15 Das Verwaltungsgericht verkannte damit abermals die aus der in den Vorerkenntnissen umfassend wiedergegebenen Rechtsprechung resultierenden Ermittlungs und Feststellungserfordernisse im Zusammenhang mit § 74 Abs. 2 Z 1 GewO 1994 und insbesondere den vom Verwaltungsgerichtshof fallbezogen erteilten Feststellungsauftrag. Damit belastete das Verwaltungsgericht auch die nunmehr in Revision gezogene Entscheidung mit inhaltlicher Rechtswidrigkeit.
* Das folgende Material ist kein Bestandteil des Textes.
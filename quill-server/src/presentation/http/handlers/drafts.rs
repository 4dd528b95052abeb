use axum::{Json, extract::State, http::StatusCode};
use chrono::{DateTime, Utc};
use serde::{Deserialize, Serialize};
use utoipa::ToSchema;
use validator::Validate;

use crate::domain::draft::{Draft, SaveDraftRequest};
use crate::domain::taxonomy::TagInput;
use crate::presentation::AppState;
use crate::presentation::http::app_error::{AppError, AppResult};
use crate::presentation::http::handlers::posts::TagsDto;
use crate::presentation::http::middleware::auth::AuthenticatedUser;

/// Autosave payload. Every field is optional; missing fields are stored
/// empty, not merged with the previous save.
#[derive(Debug, Deserialize, Validate, ToSchema)]
pub(crate) struct SaveDraftDto {
    #[validate(length(max = 100))]
    pub(crate) title: Option<String>,
    pub(crate) content: Option<String>,
    pub(crate) tags: Option<TagsDto>,
    pub(crate) categories: Option<String>,
}

#[derive(Debug, Serialize, ToSchema)]
pub(crate) struct DraftDto {
    pub(crate) title: Option<String>,
    pub(crate) content: Option<String>,
    /// Raw tag text, re-parsed when the post is published.
    pub(crate) tags: Option<String>,
    pub(crate) categories: Option<String>,
    pub(crate) updated_at: DateTime<Utc>,
}

#[derive(Debug, Serialize, ToSchema)]
pub(crate) struct DraftSavedDto {
    pub(crate) updated_at: DateTime<Utc>,
}

impl From<Draft> for DraftDto {
    fn from(draft: Draft) -> Self {
        Self {
            title: draft.title,
            content: draft.content,
            tags: draft.tags,
            categories: draft.categories,
            updated_at: draft.updated_at,
        }
    }
}

#[utoipa::path(
    get,
    path = "/api/drafts",
    tag = "drafts",
    security(
        ("bearer_auth" = [])
    ),
    responses(
        (status = 200, description = "Current draft", body = DraftDto),
        (status = 401, description = "Unauthorized"),
        (status = 404, description = "No draft saved"),
        (status = 500, description = "Internal error")
    )
)]
pub(crate) async fn load_draft(
    State(state): State<AppState>,
    auth: AuthenticatedUser,
) -> AppResult<(StatusCode, Json<DraftDto>)> {
    let draft = state
        .draft_service
        .load_draft(auth.user_id)
        .await?
        .ok_or(AppError::NotFound("draft"))?;

    Ok((StatusCode::OK, Json(DraftDto::from(draft))))
}

#[utoipa::path(
    put,
    path = "/api/drafts",
    tag = "drafts",
    security(
        ("bearer_auth" = [])
    ),
    request_body = SaveDraftDto,
    responses(
        (status = 200, description = "Draft saved", body = DraftSavedDto),
        (status = 400, description = "Validation error"),
        (status = 401, description = "Unauthorized"),
        (status = 500, description = "Internal error")
    )
)]
pub(crate) async fn save_draft(
    State(state): State<AppState>,
    auth: AuthenticatedUser,
    Json(dto): Json<SaveDraftDto>,
) -> AppResult<(StatusCode, Json<DraftSavedDto>)> {
    dto.validate()?;
    let req = SaveDraftRequest {
        title: dto.title,
        content: dto.content,
        tags: dto.tags.map(TagInput::from),
        categories: dto.categories,
    };

    let draft = state.draft_service.save_draft(auth.user_id, req).await?;
    Ok((
        StatusCode::OK,
        Json(DraftSavedDto {
            updated_at: draft.updated_at,
        }),
    ))
}

#[utoipa::path(
    delete,
    path = "/api/drafts",
    tag = "drafts",
    security(
        ("bearer_auth" = [])
    ),
    responses(
        (status = 204, description = "Draft discarded"),
        (status = 401, description = "Unauthorized"),
        (status = 500, description = "Internal error")
    )
)]
pub(crate) async fn clear_draft(
    State(state): State<AppState>,
    auth: AuthenticatedUser,
) -> AppResult<StatusCode> {
    state.draft_service.clear_draft(auth.user_id).await?;
    Ok(StatusCode::NO_CONTENT)
}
16 Das angefochtene Erkenntnis war somit gemäß § 42 Abs. 2 Z 1 VwGG wegen Rechtswidrigkeit seines Inhaltes aufzuheben.
17 Die Zuerkennung von Aufwandersatz gründet auf den §§ 47 ff., insbesondere § 53 Abs. 1 VwGG in Verbindung mit der VwGH Aufwandersatzverordnung 2014.
18 Von der Durchführung der beantragten Verhandlung vor dem Verwaltungsgerichtshof konnte gemäß § 39 Abs. 2 Z 4 VwGG abgesehen werden.